La présidente élue de la Résistance iranienne, Maryam Radjavi a prononcé lors du rassemblement à Villepinte un discours de 90 minutes, interrompu à plusieurs reprises par les acclamations enthousiastes du public

Extraits :

Maryam Radjavi au meeting de 70 000 Iraniens à Villepinte"Les mollahs sont en situation de renversement et sont dépourvus de toute légitimité politique et religieuse. Et ils sont encerclés par la colère populaire. Aujourd’hui, ils ne s’appuient que sur une infime minorité. Ce sont les gardiens de la révolution, les miliciens du Bassidj et les services de renseignements.

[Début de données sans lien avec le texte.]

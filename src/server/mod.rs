//! Server module for building the proxy HTTP server
//!
//! The `ServerBuilder` wires one entity variant to a record store and
//! registers:
//! - CRUD routes for the items at the configured mount path
//! - The availability toggle for variants that support it
//! - Health check routes

pub mod builder;
pub mod handlers;
pub mod router;

pub use builder::ServerBuilder;
pub use handlers::{DeleteResponse, ProxyState};
pub use router::{build_item_routes, health_routes};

Ce nombre constitue à peine 3 % de la population iranienne."

"Ces dernières semaines, le régime des mollahs a essayé à coups de chantage et de tromperie de pousser la France à soutenir le maintien de l’OMPI sur la liste noire. Le prétexte derrière cette tentative illégale, c’est l’affaire du 17 juin 2003. Tout le monde se souvient de cette affaire, de la vaste rafle dans les bureaux du Conseil national de la Résistance iranienne en 2003 qui était le fruit d’un accord direct entre le gouvernement Chirac-Villepin et le régime des mollahs. Le dossier qui a été ouvert à la suite, est un dossier vide et sans fondement qui à cause de l’absence de documents probants, a été constitué sur la base de la liste noire de l’Union européenne. Une liste qui d’un point de vue juridique, est aujourd’hui caduque et s’en servir comme justification est illégal. Nous disons que si, comme vous le prétendez, ce dossier n’est pas vide et infondé, eh bien, après cinq années d’esquive, il est temps de le régler. Et si comme votre attitude en témoigne, ce dossier est sans valeur, alors pourquoi en faire un prétexte pour maintenir l’étiquette du terrorisme ?"

S’adressant aux partisans de la complaisance avec le régime des mollahs et à ceux qui s’inquiètent de le voir changer, Mme Radjavi a dit : Vous avez fait quatre erreurs de calcul fondamentales. Le régime iranien met en avant son terrorisme et sa sauvagerie comme un signe de la puissance de leur régime décrépit et vous avez peur de lui. Votre deuxième erreur, c’est que vous ne savez pas à quel point le peuple iranien hait ce régime, ou bien vous feignez de ne pas le savoir. Les lobbies du régime propagent l’idée que face à la fermeté de la communauté internationale, comme un boycott, la population soutiendrait les mollahs. Votre troisième erreur, c’est de ne pas voir la situation explosive de la société en Iran et son désir ardent d’un changement démocratique. Votre quatrième erreur, c’est de n’avoir pas pris en compte la véritable solution de la crise iranienne. Pourtant jamais la société iranienne n’a autant protesté. Ces trois dernières années, en moyenne, chaque année, il y a eu 4700 mouvements de protestation.

Maryam Radjavi a lancé à l'attention des puissances : "Ne privez pas le monde du levier le plus efficace pour affronter le fascisme religieux et le terrorisme. Placez-vous du côté qui apporte la liberté au peuple iranien."